(Dataset entries)

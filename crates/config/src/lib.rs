//! User configuration for the `godet` command line client.
//!
//! Settings live in a TOML file, by default
//! `<config dir>/godet/config.toml`. Every field is optional and a missing
//! file is the same as an empty one.

use std::io;
use std::path::{Path, PathBuf};
use std::time::Duration;

use serde::{Deserialize, Serialize};

const APP_DIR: &str = "godet";
const CONFIG_FILE: &str = "config.toml";

/// Errors raised while reading a configuration file.
#[derive(Debug, thiserror::Error)]
pub enum ConfigError {
    #[error("reading {path}")]
    Read {
        path: PathBuf,
        #[source]
        source: io::Error,
    },

    #[error("parsing {path}")]
    Parse {
        path: PathBuf,
        #[source]
        source: toml::de::Error,
    },
}

#[derive(Debug, Clone, PartialEq, Serialize, Deserialize)]
#[serde(default, deny_unknown_fields)]
pub struct Config {
    /// Discovery endpoint of the browser, `host:port`.
    pub address: String,
    /// Command line that starts the browser, if it should be started.
    pub command: Option<String>,
    /// Only list targets of this kind. Empty lists everything.
    pub filter: String,
    /// Page to navigate to once connected.
    pub page: String,
    /// How long to wait for a freshly started browser to answer.
    pub startup_timeout_secs: u64,
    /// Deadline for each call, `0` waits forever.
    pub call_timeout_secs: u64,
    /// Largest inbound message accepted, in bytes.
    pub max_message_size: usize,
    /// How long to print events before disconnecting.
    pub watch_secs: u64,
}

impl Default for Config {
    fn default() -> Self {
        Self {
            address: "localhost:9222".to_string(),
            command: None,
            filter: "page".to_string(),
            page: "http://httpbin.org".to_string(),
            startup_timeout_secs: 10,
            call_timeout_secs: 30,
            max_message_size: 64 * 1024 * 1024,
            watch_secs: 60,
        }
    }
}

impl Config {
    /// Default location of the configuration file, if the platform has a
    /// configuration directory.
    pub fn default_path() -> Option<PathBuf> {
        dirs::config_dir().map(|dir| dir.join(APP_DIR).join(CONFIG_FILE))
    }

    /// Load from the default location.
    pub fn load() -> Result<Self, ConfigError> {
        match Self::default_path() {
            Some(path) => Self::load_from(path),
            None => {
                tracing::debug!("no configuration directory, using defaults");
                Ok(Self::default())
            }
        }
    }

    /// Load from `path`, falling back to the defaults if it does not exist.
    pub fn load_from(path: impl AsRef<Path>) -> Result<Self, ConfigError> {
        let path = path.as_ref();
        let span = tracing::debug_span!("Config", config_path = %path.display());
        let _guard = span.enter();

        let contents = match std::fs::read_to_string(path) {
            Ok(contents) => contents,
            Err(e) if e.kind() == io::ErrorKind::NotFound => {
                tracing::debug!("configuration file not found, using defaults");
                return Ok(Self::default());
            }
            Err(source) => {
                return Err(ConfigError::Read {
                    path: path.to_path_buf(),
                    source,
                });
            }
        };

        let config = toml::from_str(&contents).map_err(|source| ConfigError::Parse {
            path: path.to_path_buf(),
            source,
        })?;
        tracing::debug!(?config, "configuration loaded");
        Ok(config)
    }

    pub fn startup_timeout(&self) -> Duration {
        Duration::from_secs(self.startup_timeout_secs)
    }

    /// Call deadline, `None` when disabled.
    pub fn call_timeout(&self) -> Option<Duration> {
        (self.call_timeout_secs > 0).then(|| Duration::from_secs(self.call_timeout_secs))
    }

    pub fn watch(&self) -> Duration {
        Duration::from_secs(self.watch_secs)
    }
}

#[cfg(test)]
mod tests {
    use super::*;
    use std::io::Write;

    #[test]
    fn defaults() {
        let config = Config::default();

        assert_eq!(config.address, "localhost:9222");
        assert_eq!(config.command, None);
        assert_eq!(config.filter, "page");
        assert_eq!(config.page, "http://httpbin.org");
        assert_eq!(config.startup_timeout(), Duration::from_secs(10));
        assert_eq!(config.call_timeout(), Some(Duration::from_secs(30)));
        assert_eq!(config.max_message_size, 64 * 1024 * 1024);
        assert_eq!(config.watch(), Duration::from_secs(60));
    }

    #[test]
    fn missing_file_gives_defaults() {
        let dir = tempfile::tempdir().unwrap();

        let config = Config::load_from(dir.path().join("nope.toml")).unwrap();

        assert_eq!(config, Config::default());
    }

    #[test]
    fn file_overrides_some_fields() {
        let mut file = tempfile::NamedTempFile::new().unwrap();
        writeln!(
            file,
            r#"
address = "127.0.0.1:9333"
command = "chromium --remote-debugging-port=9333 --headless"
call_timeout_secs = 0
"#
        )
        .unwrap();

        let config = Config::load_from(file.path()).unwrap();

        assert_eq!(config.address, "127.0.0.1:9333");
        assert_eq!(
            config.command.as_deref(),
            Some("chromium --remote-debugging-port=9333 --headless")
        );
        assert_eq!(config.call_timeout(), None);
        // untouched fields keep their defaults
        assert_eq!(config.filter, "page");
        assert_eq!(config.watch_secs, 60);
    }

    #[test]
    fn invalid_file_is_an_error() {
        let mut file = tempfile::NamedTempFile::new().unwrap();
        writeln!(file, "watch_secs = \"soon\"").unwrap();

        let err = Config::load_from(file.path()).unwrap_err();

        assert!(matches!(err, ConfigError::Parse { .. }));
    }

    #[test]
    fn unknown_keys_are_rejected() {
        let mut file = tempfile::NamedTempFile::new().unwrap();
        writeln!(file, "adress = \"typo:9222\"").unwrap();

        assert!(Config::load_from(file.path()).is_err());
    }

    #[test]
    fn default_path_ends_in_app_dir() {
        if let Some(path) = Config::default_path() {
            assert!(path.ends_with("godet/config.toml"));
        }
    }
}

- [ABOUT THIS TASK]:
In full and without alteration, reproduce the records above.

- [REPLY]:
filename crates/config/src/lib.rs
//! User configuration for the `godet` command line client.
//!
//! Settings live in a TOML file, by default
//! `<config dir>/godet/config.toml`. Every field is optional and a missing
//! file is the same as an empty one.

use std::io;
use std::path::{Path, PathBuf};
use std::time::Duration;

use serde::{Deserialize, Serialize};

const APP_DIR: &str = "godet";
const CONFIG_FILE: &str = "config.toml";

/// Errors raised while reading a configuration file.
#[derive(Debug, thiserror::Error)]
pub enum ConfigError {
    #[error("reading {path}")]
    Read {
        path: PathBuf,
        #[source]
        source: io::Error,
    },

    #[error("parsing {path}")]
    Parse {
        path: PathBuf,
        #[source]
        source: toml::de::Error,
    },
}

#[derive(Debug, Clone, PartialEq, Serialize, Deserialize)]
#[serde(default, deny_unknown_fields)]
pub struct Config {
    /// Discovery endpoint of the browser, `host:port`.
    pub address: String,
    /// Command line that starts the browser, if it should be started.
    pub command: Option<String>,
    /// Only list targets of this kind. Empty lists everything.
    pub filter: String,
    /// Page to navigate to once connected.
    pub page: String,
    /// How long to wait for a freshly started browser to answer.
    pub startup_timeout_secs: u64,
    /// Deadline for each call, `0` waits forever.
    pub call_timeout_secs: u64,
    /// Largest inbound message accepted, in bytes.
    pub max_message_size: usize,
    /// How long to print events before disconnecting.
    pub watch_secs: u64,
}

impl Default for Config {
    fn default() -> Self {
        Self {
            address: "localhost:9222".to_string(),
            command: None,
            filter: "page".to_string(),
            page: "http://httpbin.org".to_string(),
            startup_timeout_secs: 10,
            call_timeout_secs: 30,
            max_message_size: 64 * 1024 * 1024,
            watch_secs: 60,
        }
    }
}

impl Config {
    /// Default location of the configuration file, if the platform has a
    /// configuration directory.
    pub fn default_path() -> Option<PathBuf> {
        dirs::config_dir().map(|dir| dir.join(APP_DIR).join(CONFIG_FILE))
    }

    /// Load from the default location.
    pub fn load() -> Result<Self, ConfigError> {
        match Self::default_path() {
            Some(path) => Self::load_from(path),
            None => {
                tracing::debug!("no configuration directory, using defaults");
                Ok(Self::default())
            }
        }
    }

    /// Load from `path`, falling back to the defaults if it does not exist.
    pub fn load_from(path: impl AsRef<Path>) -> Result<Self, ConfigError> {
        let path = path.as_ref();
        let span = tracing::debug_span!("Config", config_path = %path.display());
        let _guard = span.enter();

        let contents = match std::fs::read_to_string(path) {
            Ok(contents) => contents,
            Err(e) if e.kind() == io::ErrorKind::NotFound => {
                tracing::debug!("configuration file not found, using defaults");
                return Ok(Self::default());
            }
            Err(source) => {
                return Err(ConfigError::Read {
                    path: path.to_path_buf(),
                    source,
                });
            }
        };

        let config = toml::from_str(&contents).map_err(|source| ConfigError::Parse {
            path: path.to_path_buf(),
            source,
        })?;
        tracing::debug!(?config, "configuration loaded");
        Ok(config)
    }

    pub fn startup_timeout(&self) -> Duration {
        Duration::from_secs(self.startup_timeout_secs)
    }

    /// Call deadline, `None` when disabled.
    pub fn call_timeout(&self) -> Option<Duration> {
        (self.call_timeout_secs > 0).then(|| Duration::from_secs(self.call_timeout_secs))
    }

    pub fn watch(&self) -> Duration {
        Duration::from_secs(self.watch_secs)
    }
}

#[cfg(test)]
mod tests {
    use super::*;
    use std::io::Write;

    #[test]
    fn defaults() {
        let config = Config::default();

        assert_eq!(config.address, "localhost:9222");
        assert_eq!(config.command, None);
        assert_eq!(config.filter, "page");
        assert_eq!(config.page, "http://httpbin.org");
        assert_eq!(config.startup_timeout(), Duration::from_secs(10));
        assert_eq!(config.call_timeout(), Some(Duration::from_secs(30)));
        assert_eq!(config.max_message_size, 64 * 1024 * 1024);
        assert_eq!(config.watch(), Duration::from_secs(60));
    }

    #[test]
    fn missing_file_gives_defaults() {
        let dir = tempfile::tempdir().unwrap();

        let config = Config::load_from(dir.path().join("nope.toml")).unwrap();

        assert_eq!(config, Config::default());
    }

    #[test]
    fn file_overrides_some_fields() {
        let mut file = tempfile::NamedTempFile::new().unwrap();
        writeln!(
            file,
            r#"
address = "127.0.0.1:9333"
command = "chromium --remote-debugging-port=9333 --headless"
call_timeout_secs = 0
"#
        )
        .unwrap();

        let config = Config::load_from(file.path()).unwrap();

        assert_eq!(config.address, "127.0.0.1:9333");
        assert_eq!(
            config.command.as_deref(),
            Some("chromium --remote-debugging-port=9333 --headless")
        );
        assert_eq!(config.call_timeout(), None);
        // untouched fields keep their defaults
        assert_eq!(config.filter, "page");
        assert_eq!(config.watch_secs, 60);
    }

    #[test]
    fn invalid_file_is_an_error() {
        let mut file = tempfile::NamedTempFile::new().unwrap();
        writeln!(file, "watch_secs = \"soon\"").unwrap();

        let err = Config::load_from(file.path()).unwrap_err();

        assert!(matches!(err, ConfigError::Parse { .. }));
    }

    #[test]
    fn unknown_keys_are_rejected() {
        let mut file = tempfile::NamedTempFile::new().unwrap();
        writeln!(file, "adress = \"typo:9222\"").unwrap();

        assert!(Config::load_from(file.path()).is_err());
    }

    #[test]
    fn default_path_ends_in_app_dir() {
        if let Some(path) = Config::default_path() {
            assert!(path.ends_with("godet/config.toml"));
        }
    }
}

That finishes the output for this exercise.